# Provided material

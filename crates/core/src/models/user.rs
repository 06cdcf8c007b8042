//! User accounts and the request bodies that create or change them.

use chrono::{DateTime, Utc};
use serde::{Deserialize, Serialize};

use super::Record;
use crate::types::UserId;

/// A storefront user as returned by the backend.
#[derive(Debug, Clone, PartialEq, Eq, Serialize, Deserialize)]
#[serde(rename_all = "camelCase")]
pub struct User {
    #[serde(rename = "_id", alias = "id")]
    pub id: UserId,
    pub username: String,
    #[serde(default)]
    pub email: String,
    #[serde(default)]
    pub is_admin: bool,
    #[serde(default, skip_serializing_if = "Option::is_none")]
    pub created_at: Option<DateTime<Utc>>,
}

impl User {
    /// Role label shown next to the user ("Admin" or "User").
    #[must_use]
    pub const fn role_label(&self) -> &'static str {
        if self.is_admin { "Admin" } else { "User" }
    }
}

impl Record for User {
    type Id = UserId;

    fn id(&self) -> &UserId {
        &self.id
    }
}

/// Login request body.
///
/// Implements `Debug` manually to redact the password.
#[derive(Clone, Serialize)]
pub struct Credentials {
    pub username: String,
    pub password: String,
}

impl std::fmt::Debug for Credentials {
    fn fmt(&self, f: &mut std::fmt::Formatter<'_>) -> std::fmt::Result {
        f.debug_struct("Credentials")
            .field("username", &self.username)
            .field("password", &"[REDACTED]")
            .finish()
    }
}

/// Registration request body.
///
/// Implements `Debug` manually to redact the password.
#[derive(Clone, Serialize)]
pub struct Registration {
    pub username: String,
    pub email: String,
    pub password: String,
}

impl std::fmt::Debug for Registration {
    fn fmt(&self, f: &mut std::fmt::Formatter<'_>) -> std::fmt::Result {
        f.debug_struct("Registration")
            .field("username", &self.username)
            .field("email", &self.email)
            .field("password", &"[REDACTED]")
            .finish()
    }
}

/// Password reset request body.
///
/// `help_text` is the recovery answer the user set up at registration.
#[derive(Clone, Serialize)]
#[serde(rename_all = "camelCase")]
pub struct PasswordReset {
    pub username: String,
    pub help_text: String,
    pub password: String,
}

impl std::fmt::Debug for PasswordReset {
    fn fmt(&self, f: &mut std::fmt::Formatter<'_>) -> std::fmt::Result {
        f.debug_struct("PasswordReset")
            .field("username", &self.username)
            .field("help_text", &"[REDACTED]")
            .field("password", &"[REDACTED]")
            .finish()
    }
}

/// Admin edit of a user account.
#[derive(Debug, Clone, PartialEq, Eq, Serialize, Deserialize)]
#[serde(rename_all = "camelCase")]
pub struct UserUpdate {
    pub username: String,
    pub email: String,
    pub is_admin: bool,
}

impl From<&User> for UserUpdate {
    fn from(user: &User) -> Self {
        Self {
            username: user.username.clone(),
            email: user.email.clone(),
            is_admin: user.is_admin,
        }
    }
}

# Exercise requirements
Each entry above, in full, should be output exactly as it reads.

# Answer to this task
filename crates/core/src/models/user.rs
repository 06cdcf8c007b8042
//! User accounts and the request bodies that create or change them.

use chrono::{DateTime, Utc};
use serde::{Deserialize, Serialize};

use super::Record;
use crate::types::UserId;

/// A storefront user as returned by the backend.
#[derive(Debug, Clone, PartialEq, Eq, Serialize, Deserialize)]
#[serde(rename_all = "camelCase")]
pub struct User {
    #[serde(rename = "_id", alias = "id")]
    pub id: UserId,
    pub username: String,
    #[serde(default)]
    pub email: String,
    #[serde(default)]
    pub is_admin: bool,
    #[serde(default, skip_serializing_if = "Option::is_none")]
    pub created_at: Option<DateTime<Utc>>,
}

impl User {
    /// Role label shown next to the user ("Admin" or "User").
    #[must_use]
    pub const fn role_label(&self) -> &'static str {
        if self.is_admin { "Admin" } else { "User" }
    }
}

impl Record for User {
    type Id = UserId;

    fn id(&self) -> &UserId {
        &self.id
    }
}

/// Login request body.
///
/// Implements `Debug` manually to redact the password.
#[derive(Clone, Serialize)]
pub struct Credentials {
    pub username: String,
    pub password: String,
}

impl std::fmt::Debug for Credentials {
    fn fmt(&self, f: &mut std::fmt::Formatter<'_>) -> std::fmt::Result {
        f.debug_struct("Credentials")
            .field("username", &self.username)
            .field("password", &"[REDACTED]")
            .finish()
    }
}

/// Registration request body.
///
/// Implements `Debug` manually to redact the password.
#[derive(Clone, Serialize)]
pub struct Registration {
    pub username: String,
    pub email: String,
    pub password: String,
}

impl std::fmt::Debug for Registration {
    fn fmt(&self, f: &mut std::fmt::Formatter<'_>) -> std::fmt::Result {
        f.debug_struct("Registration")
            .field("username", &self.username)
            .field("email", &self.email)
            .field("password", &"[REDACTED]")
            .finish()
    }
}

/// Password reset request body.
///
/// `help_text` is the recovery answer the user set up at registration.
#[derive(Clone, Serialize)]
#[serde(rename_all = "camelCase")]
pub struct PasswordReset {
    pub username: String,
    pub help_text: String,
    pub password: String,
}

impl std::fmt::Debug for PasswordReset {
    fn fmt(&self, f: &mut std::fmt::Formatter<'_>) -> std::fmt::Result {
        f.debug_struct("PasswordReset")
            .field("username", &self.username)
            .field("help_text", &"[REDACTED]")
            .field("password", &"[REDACTED]")
            .finish()
    }
}

/// Admin edit of a user account.
#[derive(Debug, Clone, PartialEq, Eq, Serialize, Deserialize)]
#[serde(rename_all = "camelCase")]
pub struct UserUpdate {
    pub username: String,
    pub email: String,
    pub is_admin: bool,
}

impl From<&User> for UserUpdate {
    fn from(user: &User) -> Self {
        Self {
            username: user.username.clone(),
            email: user.email.clone(),
            is_admin: user.is_admin,
        }
    }
}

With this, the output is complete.